[Extracted data entries]
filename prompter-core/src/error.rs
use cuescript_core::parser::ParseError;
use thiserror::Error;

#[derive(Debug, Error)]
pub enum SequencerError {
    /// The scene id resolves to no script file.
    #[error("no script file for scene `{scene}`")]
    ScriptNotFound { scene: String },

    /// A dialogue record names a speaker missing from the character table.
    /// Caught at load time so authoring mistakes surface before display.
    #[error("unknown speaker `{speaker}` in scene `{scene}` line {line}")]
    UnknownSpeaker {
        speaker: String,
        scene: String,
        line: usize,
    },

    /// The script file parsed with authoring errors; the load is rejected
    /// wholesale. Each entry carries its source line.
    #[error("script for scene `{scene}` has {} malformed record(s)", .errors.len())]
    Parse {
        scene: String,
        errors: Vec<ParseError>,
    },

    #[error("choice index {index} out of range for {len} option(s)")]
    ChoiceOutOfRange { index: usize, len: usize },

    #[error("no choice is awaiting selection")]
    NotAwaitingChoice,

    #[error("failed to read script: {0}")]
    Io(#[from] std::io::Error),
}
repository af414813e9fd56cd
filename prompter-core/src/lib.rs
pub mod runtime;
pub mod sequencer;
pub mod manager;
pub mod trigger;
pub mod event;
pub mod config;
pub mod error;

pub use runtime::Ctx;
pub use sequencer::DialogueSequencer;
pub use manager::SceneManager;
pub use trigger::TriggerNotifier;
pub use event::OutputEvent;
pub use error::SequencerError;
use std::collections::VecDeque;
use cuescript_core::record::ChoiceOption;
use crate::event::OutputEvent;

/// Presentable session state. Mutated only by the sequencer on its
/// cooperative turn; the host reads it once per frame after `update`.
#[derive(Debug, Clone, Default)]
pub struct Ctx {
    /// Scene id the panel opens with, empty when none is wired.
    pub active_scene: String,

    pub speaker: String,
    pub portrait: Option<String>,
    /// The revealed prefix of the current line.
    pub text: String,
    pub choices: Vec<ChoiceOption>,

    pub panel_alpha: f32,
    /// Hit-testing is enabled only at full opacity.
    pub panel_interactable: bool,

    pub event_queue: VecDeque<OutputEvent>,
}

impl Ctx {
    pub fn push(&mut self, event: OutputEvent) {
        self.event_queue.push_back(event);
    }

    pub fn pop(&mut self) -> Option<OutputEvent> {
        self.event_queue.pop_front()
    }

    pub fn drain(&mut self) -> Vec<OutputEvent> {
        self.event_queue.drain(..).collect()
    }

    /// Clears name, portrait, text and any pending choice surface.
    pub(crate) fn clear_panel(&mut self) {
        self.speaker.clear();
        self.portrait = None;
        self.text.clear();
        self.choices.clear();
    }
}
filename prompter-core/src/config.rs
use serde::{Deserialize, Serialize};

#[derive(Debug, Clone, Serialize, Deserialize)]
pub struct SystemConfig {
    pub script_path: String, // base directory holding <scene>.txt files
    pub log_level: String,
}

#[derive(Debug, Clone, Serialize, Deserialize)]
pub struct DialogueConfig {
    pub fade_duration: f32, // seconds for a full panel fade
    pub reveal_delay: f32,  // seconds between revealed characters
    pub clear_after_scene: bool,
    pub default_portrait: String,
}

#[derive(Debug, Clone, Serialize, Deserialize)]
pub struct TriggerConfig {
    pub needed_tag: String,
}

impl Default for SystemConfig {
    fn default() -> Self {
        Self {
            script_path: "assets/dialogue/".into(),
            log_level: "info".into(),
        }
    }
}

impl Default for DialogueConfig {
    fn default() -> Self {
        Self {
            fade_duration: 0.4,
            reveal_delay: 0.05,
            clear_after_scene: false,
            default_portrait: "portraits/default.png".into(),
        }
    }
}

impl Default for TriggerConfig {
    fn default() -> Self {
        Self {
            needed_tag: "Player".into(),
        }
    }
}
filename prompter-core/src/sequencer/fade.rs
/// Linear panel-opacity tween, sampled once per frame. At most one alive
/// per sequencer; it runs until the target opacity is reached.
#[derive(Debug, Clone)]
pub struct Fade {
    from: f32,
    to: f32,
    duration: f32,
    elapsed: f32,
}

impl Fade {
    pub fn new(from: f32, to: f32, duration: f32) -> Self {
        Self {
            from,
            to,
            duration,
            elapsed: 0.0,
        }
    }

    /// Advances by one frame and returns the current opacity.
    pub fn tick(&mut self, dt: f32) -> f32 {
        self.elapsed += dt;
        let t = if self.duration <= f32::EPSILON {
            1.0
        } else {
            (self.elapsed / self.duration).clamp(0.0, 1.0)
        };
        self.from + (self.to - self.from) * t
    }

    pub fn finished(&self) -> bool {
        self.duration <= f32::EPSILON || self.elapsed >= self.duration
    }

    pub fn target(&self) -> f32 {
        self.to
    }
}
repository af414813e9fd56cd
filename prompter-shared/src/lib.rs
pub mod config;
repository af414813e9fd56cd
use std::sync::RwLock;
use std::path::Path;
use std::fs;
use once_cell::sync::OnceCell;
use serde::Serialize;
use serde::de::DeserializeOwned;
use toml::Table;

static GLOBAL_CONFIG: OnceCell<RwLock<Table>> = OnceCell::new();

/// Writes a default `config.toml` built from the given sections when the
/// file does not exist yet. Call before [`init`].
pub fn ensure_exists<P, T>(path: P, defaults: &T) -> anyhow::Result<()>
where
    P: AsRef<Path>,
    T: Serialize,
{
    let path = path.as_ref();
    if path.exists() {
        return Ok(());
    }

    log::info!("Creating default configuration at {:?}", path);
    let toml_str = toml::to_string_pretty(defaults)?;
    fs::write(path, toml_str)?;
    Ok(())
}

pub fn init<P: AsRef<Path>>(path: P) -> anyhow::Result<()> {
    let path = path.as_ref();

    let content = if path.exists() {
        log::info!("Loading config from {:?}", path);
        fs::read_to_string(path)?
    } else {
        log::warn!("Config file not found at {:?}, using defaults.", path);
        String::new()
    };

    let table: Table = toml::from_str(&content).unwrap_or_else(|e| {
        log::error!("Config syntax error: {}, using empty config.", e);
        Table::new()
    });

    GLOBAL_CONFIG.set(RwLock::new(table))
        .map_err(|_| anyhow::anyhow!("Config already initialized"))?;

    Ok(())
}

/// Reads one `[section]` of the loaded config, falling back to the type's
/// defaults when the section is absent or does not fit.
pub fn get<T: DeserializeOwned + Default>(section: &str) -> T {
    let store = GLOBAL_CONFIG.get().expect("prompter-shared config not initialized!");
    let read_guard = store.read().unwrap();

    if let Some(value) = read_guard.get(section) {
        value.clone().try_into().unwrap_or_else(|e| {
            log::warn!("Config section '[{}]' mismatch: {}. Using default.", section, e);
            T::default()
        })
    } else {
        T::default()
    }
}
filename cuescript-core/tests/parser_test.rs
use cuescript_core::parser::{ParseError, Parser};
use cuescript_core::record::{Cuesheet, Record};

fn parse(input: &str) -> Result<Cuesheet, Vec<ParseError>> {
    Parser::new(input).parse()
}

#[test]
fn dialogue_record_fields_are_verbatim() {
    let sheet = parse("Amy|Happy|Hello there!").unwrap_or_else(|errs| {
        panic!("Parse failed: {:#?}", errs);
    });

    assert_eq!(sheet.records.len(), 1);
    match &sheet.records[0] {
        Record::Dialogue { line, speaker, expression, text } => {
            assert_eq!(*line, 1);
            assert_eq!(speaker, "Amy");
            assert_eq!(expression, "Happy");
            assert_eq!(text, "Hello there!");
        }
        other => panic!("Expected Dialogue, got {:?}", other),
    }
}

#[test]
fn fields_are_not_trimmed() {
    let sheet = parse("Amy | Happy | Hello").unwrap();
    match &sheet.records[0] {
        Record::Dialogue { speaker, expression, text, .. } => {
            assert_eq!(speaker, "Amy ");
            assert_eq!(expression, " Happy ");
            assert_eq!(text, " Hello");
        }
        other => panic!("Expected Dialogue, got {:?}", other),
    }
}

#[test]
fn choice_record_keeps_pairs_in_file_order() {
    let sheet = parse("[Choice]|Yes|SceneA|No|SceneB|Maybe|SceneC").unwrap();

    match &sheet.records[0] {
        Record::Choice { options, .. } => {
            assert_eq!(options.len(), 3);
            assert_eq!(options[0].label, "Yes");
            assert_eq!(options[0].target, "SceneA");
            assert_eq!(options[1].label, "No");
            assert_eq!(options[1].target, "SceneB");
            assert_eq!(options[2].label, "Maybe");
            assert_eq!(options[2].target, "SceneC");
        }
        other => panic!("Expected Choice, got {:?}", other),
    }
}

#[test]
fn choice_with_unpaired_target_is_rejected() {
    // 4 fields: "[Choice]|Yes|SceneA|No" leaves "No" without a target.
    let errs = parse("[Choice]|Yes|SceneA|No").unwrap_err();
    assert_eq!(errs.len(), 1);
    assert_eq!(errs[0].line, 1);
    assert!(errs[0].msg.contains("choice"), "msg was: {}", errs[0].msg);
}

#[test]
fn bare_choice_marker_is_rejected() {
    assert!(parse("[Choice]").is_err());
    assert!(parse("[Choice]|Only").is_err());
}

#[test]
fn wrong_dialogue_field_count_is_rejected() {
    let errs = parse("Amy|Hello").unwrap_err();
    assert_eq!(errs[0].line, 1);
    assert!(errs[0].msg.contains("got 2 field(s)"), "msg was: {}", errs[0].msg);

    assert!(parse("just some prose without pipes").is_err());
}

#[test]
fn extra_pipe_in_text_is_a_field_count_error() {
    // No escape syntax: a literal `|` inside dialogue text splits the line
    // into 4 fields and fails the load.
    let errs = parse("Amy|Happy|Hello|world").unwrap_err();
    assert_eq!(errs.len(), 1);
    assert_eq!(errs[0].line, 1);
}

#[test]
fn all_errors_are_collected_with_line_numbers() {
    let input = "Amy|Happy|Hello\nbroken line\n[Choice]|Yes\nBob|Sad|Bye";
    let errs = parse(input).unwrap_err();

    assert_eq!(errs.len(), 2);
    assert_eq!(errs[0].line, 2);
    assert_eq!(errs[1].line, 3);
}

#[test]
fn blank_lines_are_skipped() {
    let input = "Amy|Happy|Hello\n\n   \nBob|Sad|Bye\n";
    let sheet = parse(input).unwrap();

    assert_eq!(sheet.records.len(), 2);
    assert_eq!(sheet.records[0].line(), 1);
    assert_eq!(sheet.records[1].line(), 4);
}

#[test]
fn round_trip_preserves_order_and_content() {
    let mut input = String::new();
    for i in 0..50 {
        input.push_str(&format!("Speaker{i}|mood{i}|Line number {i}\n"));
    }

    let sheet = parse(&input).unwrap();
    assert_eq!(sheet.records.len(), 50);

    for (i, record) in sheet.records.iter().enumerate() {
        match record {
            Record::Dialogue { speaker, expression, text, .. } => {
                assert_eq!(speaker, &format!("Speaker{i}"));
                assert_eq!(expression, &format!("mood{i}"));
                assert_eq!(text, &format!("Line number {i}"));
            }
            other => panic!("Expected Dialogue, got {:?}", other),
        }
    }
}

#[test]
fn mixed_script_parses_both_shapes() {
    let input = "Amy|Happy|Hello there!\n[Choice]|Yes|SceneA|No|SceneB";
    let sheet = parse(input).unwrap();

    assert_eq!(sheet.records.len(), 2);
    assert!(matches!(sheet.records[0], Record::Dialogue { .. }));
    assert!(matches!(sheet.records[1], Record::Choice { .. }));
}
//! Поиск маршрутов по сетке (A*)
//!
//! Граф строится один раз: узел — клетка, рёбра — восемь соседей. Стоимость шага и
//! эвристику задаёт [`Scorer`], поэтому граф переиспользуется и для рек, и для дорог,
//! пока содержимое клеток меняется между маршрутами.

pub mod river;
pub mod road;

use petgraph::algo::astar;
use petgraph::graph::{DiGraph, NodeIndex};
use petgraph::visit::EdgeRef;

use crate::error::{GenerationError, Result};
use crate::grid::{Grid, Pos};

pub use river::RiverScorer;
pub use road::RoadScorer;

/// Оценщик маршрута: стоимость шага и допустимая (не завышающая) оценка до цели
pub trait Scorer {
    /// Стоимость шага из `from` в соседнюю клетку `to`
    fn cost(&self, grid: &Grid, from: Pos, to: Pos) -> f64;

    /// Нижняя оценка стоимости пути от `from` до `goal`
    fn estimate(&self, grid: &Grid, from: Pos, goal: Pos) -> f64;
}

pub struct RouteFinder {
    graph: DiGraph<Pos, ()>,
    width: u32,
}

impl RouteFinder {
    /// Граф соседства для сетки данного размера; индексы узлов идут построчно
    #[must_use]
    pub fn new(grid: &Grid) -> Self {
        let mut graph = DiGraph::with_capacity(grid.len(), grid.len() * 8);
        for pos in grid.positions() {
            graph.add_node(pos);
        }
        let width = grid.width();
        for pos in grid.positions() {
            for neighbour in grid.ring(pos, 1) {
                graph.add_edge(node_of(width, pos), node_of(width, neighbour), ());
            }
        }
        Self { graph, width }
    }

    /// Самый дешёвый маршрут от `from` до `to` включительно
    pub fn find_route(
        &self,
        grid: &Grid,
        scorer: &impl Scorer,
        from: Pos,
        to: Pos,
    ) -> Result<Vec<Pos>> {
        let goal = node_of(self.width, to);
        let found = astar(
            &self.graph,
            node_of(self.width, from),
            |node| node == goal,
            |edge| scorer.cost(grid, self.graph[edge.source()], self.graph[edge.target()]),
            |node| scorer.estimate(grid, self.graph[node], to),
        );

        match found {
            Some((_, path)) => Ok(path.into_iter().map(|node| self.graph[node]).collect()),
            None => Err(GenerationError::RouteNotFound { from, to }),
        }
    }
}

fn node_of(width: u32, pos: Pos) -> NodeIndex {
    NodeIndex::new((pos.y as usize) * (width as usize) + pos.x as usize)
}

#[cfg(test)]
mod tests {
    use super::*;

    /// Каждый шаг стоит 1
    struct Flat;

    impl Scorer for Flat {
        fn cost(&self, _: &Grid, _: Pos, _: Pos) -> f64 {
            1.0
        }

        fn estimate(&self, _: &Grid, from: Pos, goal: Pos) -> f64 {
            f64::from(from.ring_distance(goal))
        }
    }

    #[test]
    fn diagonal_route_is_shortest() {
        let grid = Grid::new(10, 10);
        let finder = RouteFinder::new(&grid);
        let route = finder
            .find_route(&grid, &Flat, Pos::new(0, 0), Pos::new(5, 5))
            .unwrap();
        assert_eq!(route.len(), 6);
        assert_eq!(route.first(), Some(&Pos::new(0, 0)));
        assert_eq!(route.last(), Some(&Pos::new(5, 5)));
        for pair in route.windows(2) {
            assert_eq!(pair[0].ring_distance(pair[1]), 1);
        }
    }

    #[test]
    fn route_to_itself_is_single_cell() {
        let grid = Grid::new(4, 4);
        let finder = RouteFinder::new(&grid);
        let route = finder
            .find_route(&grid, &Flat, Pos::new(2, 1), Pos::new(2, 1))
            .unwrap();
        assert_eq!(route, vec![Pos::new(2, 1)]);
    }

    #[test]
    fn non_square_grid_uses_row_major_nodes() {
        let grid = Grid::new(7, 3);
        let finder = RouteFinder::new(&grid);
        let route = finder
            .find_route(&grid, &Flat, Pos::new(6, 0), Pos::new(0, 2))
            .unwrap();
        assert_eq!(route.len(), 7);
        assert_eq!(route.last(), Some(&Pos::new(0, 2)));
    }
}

> _TASK TO CARRY OUT_: From the records above, transcribe without alteration every line from the one with "pub use road::RoadScorer;" to the one with "for neighbour in", inclusive.

> _FINISHED TASK_:
pub use road::RoadScorer;

/// Оценщик маршрута: стоимость шага и допустимая (не завышающая) оценка до цели
pub trait Scorer {
    /// Стоимость шага из `from` в соседнюю клетку `to`
    fn cost(&self, grid: &Grid, from: Pos, to: Pos) -> f64;

    /// Нижняя оценка стоимости пути от `from` до `goal`
    fn estimate(&self, grid: &Grid, from: Pos, goal: Pos) -> f64;
}

pub struct RouteFinder {
    graph: DiGraph<Pos, ()>,
    width: u32,
}

impl RouteFinder {
    /// Граф соседства для сетки данного размера; индексы узлов идут построчно
    #[must_use]
    pub fn new(grid: &Grid) -> Self {
        let mut graph = DiGraph::with_capacity(grid.len(), grid.len() * 8);
        for pos in grid.positions() {
            graph.add_node(pos);
        }
        let width = grid.width();
        for pos in grid.positions() {
            for neighbour in grid.ring(pos, 1) {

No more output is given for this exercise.